Byline: By Rin Simpson Western Mail
The highs and lows of the Welsh criminal justice system, are revealed today by those who work within it.
Six key staff - including members of the police, forensic science service and the legal profession - were questioned about their day-to-day lives and the difficulties they face.
Some admitted they struggle to work within the confines of laws which seem to stand in the way of justice, while others said they have to fight public opinion and the media.
For John McCarthy, defence solicitor and associate partner in the criminal justice department of Leo Abse & Cohen, the worst thing about the job is keeping up with the constant changes in the criminal justice field.
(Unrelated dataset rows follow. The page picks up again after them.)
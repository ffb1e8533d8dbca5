//! Bit-level access to a byte buffer, MSB-first.
//!
//! Bit 0 is the most significant bit of byte 0. Reads are pure functions of
//! `(buffer, offset, width)`: there is no cursor, so every caller keeps its own
//! offset and reports how many bits it consumed.

use crate::error::{DecodeError, Result};
use byteorder::{BigEndian, ByteOrder};

/// Widest field [`read_bits`] accepts. A 64-bit window starting at any bit of
/// a byte still holds this many bits after the in-byte shift.
pub const MAX_READ_BITS: usize = 57;

/// Total number of addressable bits in `buf`.
pub fn bit_len(buf: &[u8]) -> usize {
    buf.len() * 8
}

/// Read `n` bits starting at `bit_offset` as a big-endian unsigned integer.
///
/// Fails with [`DecodeError::BufferUnderrun`] if `bit_offset + n` is past the
/// end of `buf`, and with [`DecodeError::InvalidBitCount`] above
/// [`MAX_READ_BITS`].
pub fn read_bits(buf: &[u8], bit_offset: usize, n: usize) -> Result<u64> {
    if n > MAX_READ_BITS {
        return Err(DecodeError::InvalidBitCount(n));
    }
    let total = bit_len(buf);
    let end = bit_offset.checked_add(n).unwrap_or(usize::MAX);
    if end > total {
        return Err(DecodeError::BufferUnderrun {
            offset: bit_offset,
            requested: n,
            available: total.saturating_sub(bit_offset),
        });
    }
    if n == 0 {
        return Ok(0);
    }

    let first = bit_offset / 8;
    let shift = bit_offset % 8;
    let last = (end + 7) / 8;
    let mut window = [0u8; 8];
    window[..last - first].copy_from_slice(&buf[first..last]);
    let word = BigEndian::read_u64(&window);
    Ok((word << shift) >> (64 - n))
}

/// Read a single bit as a flag.
pub fn read_bit(buf: &[u8], bit_offset: usize) -> Result<bool> {
    Ok(read_bits(buf, bit_offset, 1)? == 1)
}

/// Writes bits MSB-first into a growing byte buffer.
///
/// The final partial byte is zero-padded by [`BitWriter::finish`].
#[derive(Debug, Clone, Default)]
pub struct BitWriter {
    bytes: Vec<u8>,
    cur: u8,
    used: u8, // bits already placed in `cur`, 0..8
}

impl BitWriter {
    pub fn new() -> Self {
        Self::default()
    }

    /// Append the low `n` bits of `value` (n <= 64), most significant first.
    pub fn write_bits(&mut self, value: u64, n: usize) {
        debug_assert!(n <= 64);
        for i in (0..n).rev() {
            let bit = ((value >> i) & 1) as u8;
            self.cur |= bit << (7 - self.used);
            self.used += 1;
            if self.used == 8 {
                self.bytes.push(self.cur);
                self.cur = 0;
                self.used = 0;
            }
        }
    }

    pub fn write_bit(&mut self, bit: bool) {
        self.write_bits(bit as u64, 1);
    }

    /// Number of bits written so far, padding excluded.
    pub fn bit_len(&self) -> usize {
        self.bytes.len() * 8 + self.used as usize
    }

    /// Append everything written to `other`, bit for bit.
    pub fn append(&mut self, other: &BitWriter) {
        for &b in &other.bytes {
            self.write_bits(b as u64, 8);
        }
        if other.used > 0 {
            self.write_bits((other.cur >> (8 - other.used)) as u64, other.used as usize);
        }
    }

    pub fn finish(mut self) -> Vec<u8> {
        if self.used > 0 {
            self.bytes.push(self.cur);
        }
        self.bytes
    }
}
He said, 'The Government has passed far too many Acts of Parliament which causes problems for defence solicitors and particularly for judges who have to interpret the law.
'The Government seems to make new laws every time a problem arises, this causes new problems and only succeeds in making the law more complicated than it needs to be.'
In the police service, administration is the biggest bugbear.
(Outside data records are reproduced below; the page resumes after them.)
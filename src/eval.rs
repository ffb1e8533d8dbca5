//! Tree walks over a decoded packet: version sum and expression value.

use crate::error::{EvalError, StructuralError};
use crate::packet::{Operator, Packet};

/// Sum of the header versions of `packet` and every packet below it.
pub fn sum_versions(packet: &Packet) -> u64 {
    packet.version() as u64 + packet.children().iter().map(sum_versions).sum::<u64>()
}

/// Evaluate the expression rooted at `packet`.
///
/// Relational operators need exactly two operands, all others at least one.
/// Sum and Product fail with [`EvalError::Overflow`] instead of wrapping.
pub fn evaluate(packet: &Packet) -> Result<u64, EvalError> {
    let (op, children) = match packet {
        Packet::Literal { value, .. } => return Ok(*value),
        Packet::Operator { op, children, .. } => (*op, children.as_slice()),
    };

    if op.is_relational() {
        let [lhs, rhs] = children else {
            return Err(StructuralError::RelationalArity {
                op,
                children: children.len(),
            }
            .into());
        };
        let (lhs, rhs) = (evaluate(lhs)?, evaluate(rhs)?);
        let holds = match op {
            Operator::Greater => lhs > rhs,
            Operator::Lesser => lhs < rhs,
            _ => lhs == rhs,
        };
        return Ok(holds as u64);
    }

    if children.is_empty() {
        return Err(StructuralError::EmptyOperands { op }.into());
    }
    let mut values = children.iter().map(evaluate);
    let first = values.next().unwrap_or(Ok(0))?;
    values.try_fold(first, |acc, v| {
        let v = v?;
        match op {
            Operator::Sum => acc.checked_add(v).ok_or(EvalError::Overflow { op }),
            Operator::Product => acc.checked_mul(v).ok_or(EvalError::Overflow { op }),
            Operator::Minimum => Ok(acc.min(v)),
            _ => Ok(acc.max(v)),
        }
    })
}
Inspector Tony Bishop of Cardiff Police said, 'Over the years, admin had certainly increased and although it's right that we have to be accountable, that has come at a cost.
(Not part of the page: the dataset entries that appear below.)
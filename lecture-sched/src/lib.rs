/*
SPDX-FileCopyrightText: Copyright 2026 LG Electronics Inc.
SPDX-License-Identifier: MIT
*/

//! lecture-sched – shared weekly lecture timetable over a line protocol
//!
//! Module layout:
//!
//! ```text
//! lib.rs
//! ├── config/         – YAML server configuration
//! ├── lecture         – Lecture record, day / hour vocabularies
//! ├── engine/         – timetable owner, add / remove / display / shift
//! │   └── shift       – parallel early-lectures divide-and-conquer
//! └── gateway/        – TCP listener and per-connection protocol loop
//!     └── protocol    – request parsing and fixed reply literals
//! ```

pub mod config;
pub mod engine;
pub mod gateway;
pub mod lecture;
'We arrest a straightforward shoplifter and that can take a police officer off the street for a number of hours. I want him back out walking up and down St Mary Street.'
But there are areas where the good is triumphing over bad in the war against crime.
Inspector Bishop continued, 'On a Friday and Saturday night there can be 40,000 in Cardiff city centre and if we get more than 10 arrests that's a busy night, so that's a small percentage. …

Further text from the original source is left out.